Più che la trama, questo film deve essere visto per la bravura di tutto il cast, in cui c'è anche un Kenneth Branagh quasi irriconoscibile, ma bravissimo come sempre.
Ecco una recensione:
Nel 1956 il giovane Colin Clark lavorava come terzo assistente alla regia di Laurence Olivier per il film Il principe e la ballerina. Marylin Monroe, indiscussa star della pellicola, era una donna insolita e problematica che iniziò ad avere bisogno del supporto del giovane apprendista a causa delle pressioni che subiva sul set e dell’improvvisa partenza del marito. Colin Clark descrisse dettagliatamente in un diario la settimana che passò al fianco della donna, confortandola e spronandola a continuare le riprese nonostante i suoi continui battibecchi con il regista. Dopo anni di silenzio, Colin decise finalmente di rendere pubbliche le sue memorie.
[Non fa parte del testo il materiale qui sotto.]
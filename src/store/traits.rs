//! Session store trait

use async_trait::async_trait;

use crate::error::SessionError;
use crate::session::SessionData;

/// Backend holding visitor sessions between requests
///
/// Records are keyed by `prefix + session_id`, serialized as JSON by
/// backends that leave the process.
#[async_trait]
pub trait SessionStore: Send + Sync + 'static {
    /// Load a session, `None` when absent or expired
    async fn get(&self, sid: &str) -> Result<Option<SessionData>, SessionError>;

    /// Insert or replace a session. `ttl_secs` of `None` stores it without
    /// expiry; a zero TTL drops it.
    async fn set(
        &self,
        sid: &str,
        session: &SessionData,
        ttl_secs: Option<u64>,
    ) -> Result<(), SessionError>;
}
Si è sempre parlato della “vera” vita di Marylin. Amori segreti, folgoranti colpi di fulmine, tradimenti (smentiti) e molteplici pettegolezzi, hanno viaggiato di pari passo con le disavventure dell’attrice. Molte sono state le pellicole, dunque, che si sono occupate di ricostruire gli avvenimenti principali della sua esistenza. A differenza di queste però, Marylin non ha alcuna pretesa di fedeltà storica poiché si pone come un’opera soggettiva e personale che permette allo spettatore di guardare Marylin attraverso gli occhi di un uomo comune, ammirandola prima come persona e poi come personaggio.
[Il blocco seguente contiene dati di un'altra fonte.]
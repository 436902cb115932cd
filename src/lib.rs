//! # salvo-shared-session
//!
//! Persistent OAuth state for Facebook-login style clients on Salvo, with
//! optional sharing of that state across subdomains.
//!
//! The crate is made of three layers:
//!
//! - **Visitor sessions**: [`SessionHandler`] loads a per-visitor session from
//!   a [`SessionStore`] (memory or Redis) using an express-session compatible
//!   signed cookie, and puts a [`Session`] and a [`ResponseCookies`] jar in the
//!   depot.
//! - **Persistent storage**: [`PersistentStorage`] is the key/value contract
//!   the OAuth layer writes through. [`SessionStorage`] stores into the
//!   visitor session, optionally under a namespace; [`RestrictedStorage`]
//!   only lets the OAuth keys (`state`, `code`, `access_token`, `user_id`)
//!   through.
//! - **Shared sessions**: [`SharedSessionClient`] wraps an [`OAuthClient`],
//!   and either adopts the id from a signed `fbss_<app_id>` cookie scoped to
//!   the base domain or mints a new one, then keys all persisted data by it.
//!
//! ## Quick Start
//!
//! ```rust,ignore
//! use salvo::prelude::*;
//! use salvo_shared_session::{
//!     AppClient, MemoryStore, PersistentStorage, SessionConfig, SessionDepotExt,
//!     SessionHandler, SharedSessionClient, SharedSessionConfig,
//! };
//!
//! #[handler]
//! async fn login(req: &mut Request, depot: &mut Depot) -> String {
//!     let storage = depot.session_storage().unwrap().with_namespace("fb_12345");
//!     let cookies = depot.response_cookies().unwrap();
//!     let client = AppClient::from_request("12345", "app-secret", req);
//!
//!     let mut shared =
//!         SharedSessionClient::bootstrap(client, storage, cookies, SharedSessionConfig::default());
//!     shared.set_persistent_data("state", "csrf".into());
//!     shared.shared_session_id().to_string()
//! }
//!
//! #[tokio::main]
//! async fn main() {
//!     let router = Router::new()
//!         .hoop(SessionHandler::new(MemoryStore::new(), SessionConfig::new("secret")))
//!         .get(login);
//!     let acceptor = TcpListener::new("127.0.0.1:5800").bind().await;
//!     Server::new(acceptor).serve(router).await;
//! }
//! ```

pub mod client;
pub mod config;
pub mod cookie_signature;
pub mod cookies;
pub mod domain;
pub mod error;
pub mod handler;
pub mod logger;
pub mod session;
pub mod shared;
pub mod signed_request;
pub mod storage;
pub mod store;

pub use client::{AppClient, OAuthClient};
pub use config::{SameSite, SessionConfig, SharedSessionConfig};
pub use cookies::ResponseCookies;
pub use domain::is_allowed_domain;
pub use error::SessionError;
pub use handler::SessionHandler;
pub use logger::{Logger, NullLogger, TracingLogger};
pub use session::{Session, SessionData};
pub use shared::{BootstrapOutcome, SharedSessionClient};
pub use signed_request::SignedPayload;
pub use storage::{
    MemoryStorage, PersistentStorage, RestrictedStorage, ScopedStorage, SessionStorage,
    SUPPORTED_KEYS,
};
pub use store::{MemoryStore, SessionStore};

#[cfg(feature = "redis-store")]
pub use store::RedisStore;

/// Extension trait for Depot to easily access the session
pub mod depot_ext;
pub use depot_ext::SessionDepotExt;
Magistrale Michelle Williams, attrice statunitense conosciuta dal grande pubblico come la trasgressiva Jen di Dawson’s Creek, che ha studiato a fondo le memorie della diva per cercare di carpirne l’anima. Nonostante volesse apparire forte, infatti, Marylin era una persona fragile e insicura che, proprio come tutte le donne “normali”, cercava, semplicemente, di essere amata. Impossibile, dunque, non innamorarsi di una donna sensuale e malinconica che, dietro l’apparente corazza, nascondeva una sensibilità inaudita. Per colpa della sua eccessiva stravaganza, però, Marylin, finì presto per rimanere intrappolata nel personaggio che lei stessa aveva creato e interpretato, obbligata a continuare a recitare la sua parte giorno dopo giorno, proprio come un usignolo costretto a cantare in una gabbia dorata.
Spalleggiata da un ottimo Kenneth Branagh e da una toccante Judi Dench, Michelle Williams diviene la regina incontrastata della pellicola e di tutte le (ri)produzioni della diva hollywoodiana. L’accuratezza delle scenografie, dei costumi e delle musiche degli anni ’50, inoltre, rispecchia sia la raffinatezza registica che la fluidità del montaggio e rende Marylin una pellicola malinconica e poetica. Il film, infatti, oltre a farsi esso stesso metafora della fascinazione che gli spettatori nutrono per i proprio divi, è un sincero omaggio ad una delle donne più belle e sensuali che la storia (del cinema) abbia mai avuto.